Как иногда в жизни бывает, накануне этого трагического случая мне пришлось встретиться с Панкратьевым. Он куда-то спешил, но поскользнулся, упал и вывихнул руку. Прохожие привели его на станцию скорой помощи, находившуюся неподалеку. У профессора оказался вывих правого плечевого сустава. Мы сделали ему обезболивающий укол и вправили вывих. Профессор полежал у нас полчаса и почувствовал себя лучше. После этого мы отправили его домой на машине скорой помощи в сопровождении фельдшера. Помню, он не хотел одевать перевязь на больную руку — все боялся, что жена будет волноваться.
Рассказ врача скорой помощи полностью подтвердил показания Марины Панкратьевой. Стало ясно, почему профессор стрелялся левой рукой. Маргонин установил также причину порохового налета на пальце правой руки Николая Петровича.
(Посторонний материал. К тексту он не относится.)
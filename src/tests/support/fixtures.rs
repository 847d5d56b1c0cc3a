use serde_json::json;

use crate::portfolio::application::submission::CreateOrUpdatePayload;
use crate::portfolio::domain::entities::PortfolioRecord;

/// A stored portfolio as the service returns it: valid top-level fields,
/// a partial `en` document and no `vi` document at all.
pub fn portfolio_record(slug: &str) -> PortfolioRecord {
    serde_json::from_value(json!({
        "id": format!("portfolio-{slug}"),
        "slug": slug,
        "email": format!("{slug}@example.com"),
        "phone": "0900000000",
        "dob": "1995-04-01",
        "skills": ["Rust"],
        "locales": {
            "en": {"profile": {"name": "Jane"}, "hero": {"title": "Backend Engineer"}}
        }
    }))
    .expect("fixture record deserializes")
}

/// What the service would answer after storing `payload` under `id`.
pub fn record_from_payload(id: &str, payload: &CreateOrUpdatePayload) -> PortfolioRecord {
    let mut value = serde_json::to_value(payload).expect("payload serializes");
    value["id"] = json!(id);
    serde_json::from_value(value).expect("payload reads back as a record")
}
use email_address::EmailAddress;
use serde::{Deserialize, Serialize};

use crate::shared::validation::{ValidationError, ValidationErrors};

#[derive(Debug, Clone, PartialEq, Eq, Serialize, Deserialize)]
pub struct AuthUser {
    pub id: String,
    pub email: String,
}

/// What survives between runs: the signed-in user and their bearer token.
#[derive(Debug, Clone, PartialEq, Eq, Serialize, Deserialize)]
pub struct StoredAuth {
    pub user: AuthUser,
    pub token: String,
}

impl StoredAuth {
    /// A record missing the user id or the token is treated as signed out.
    pub fn is_usable(&self) -> bool {
        !self.user.id.trim().is_empty() && !self.token.trim().is_empty()
    }
}

/// Body returned by `/auth/login` and `/auth/register`.
#[derive(Debug, Clone, PartialEq, Eq, Deserialize)]
pub struct AuthResponse {
    pub access_token: String,
    pub user: AuthUser,
}

impl From<AuthResponse> for StoredAuth {
    fn from(response: AuthResponse) -> Self {
        Self {
            user: response.user,
            token: response.access_token,
        }
    }
}

// ========================= Credentials =========================
/// Validated email and password, ready to send.
#[derive(Debug, Clone, PartialEq, Eq, Serialize)]
pub struct Credentials {
    email: String,
    password: String,
}

impl Credentials {
    /// Trims and lowercases the email. Both fields are required.
    pub fn new(email: &str, password: &str) -> Result<Self, ValidationErrors> {
        let mut errors = ValidationErrors::new();

        let email = email.trim();
        if email.is_empty() {
            errors.push(ValidationError::MissingField { field: "email" });
        } else if !EmailAddress::is_valid(email) {
            errors.push(ValidationError::InvalidEmail);
        }

        if password.is_empty() {
            errors.push(ValidationError::MissingField { field: "password" });
        }

        errors.into_result(Self {
            email: email.to_lowercase(),
            password: password.to_string(),
        })
    }

    /// Registration form: the confirmation must repeat the password.
    pub fn for_registration(
        email: &str,
        password: &str,
        confirm_password: &str,
    ) -> Result<Self, ValidationErrors> {
        let result = Self::new(email, password);
        if password == confirm_password {
            return result;
        }

        let mut errors = result.err().unwrap_or_default();
        errors.push(ValidationError::PasswordMismatch);
        Err(errors)
    }

    pub fn email(&self) -> &str {
        &self.email
    }

    pub fn password(&self) -> &str {
        &self.password
    }
}
pub mod api;
pub mod validation;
Оказалось, что профессор был страстным охотником, а его винтовка «Винчестер» оказалась не совсем исправной и пропускала пороховые газы при выстреле.
После этого Маргонин написал постановление о прекращении уголовного дела по обвинению Панкратьевой М. А. в убийстве своего мужа и еще раз пригласил Марину Андреевну, но уже не для допроса.
— Я беседую с вами с последний раз, — сказал Маргонин, — вот прочтите и распишитесь, что ознакомились с постановлением: следствие не находит оснований для обвинения вас в убийстве.
— Спасибо, — еле слышно произнесла Марина. Должно было пройти еще немало времени, прежде чем она поняла до конца, какой огромный смысл должна была вложить в эти привычные слова благодарности. Тогда она была еще так потрясена всем происшедшим, что произнесла их скорее по привычке воспитанного человека. Но во все последующие годы своей жизни с неизменной признательностью вспоминала Марина Андреевна людей, которые не щадили своих сил и времени ради установления истины, а значит и для того, чтобы было сохранено ее доброе имя, чтобы не предстала она перед судом как обвиняемая в самом тяжелом из преступлений — в убийстве человека.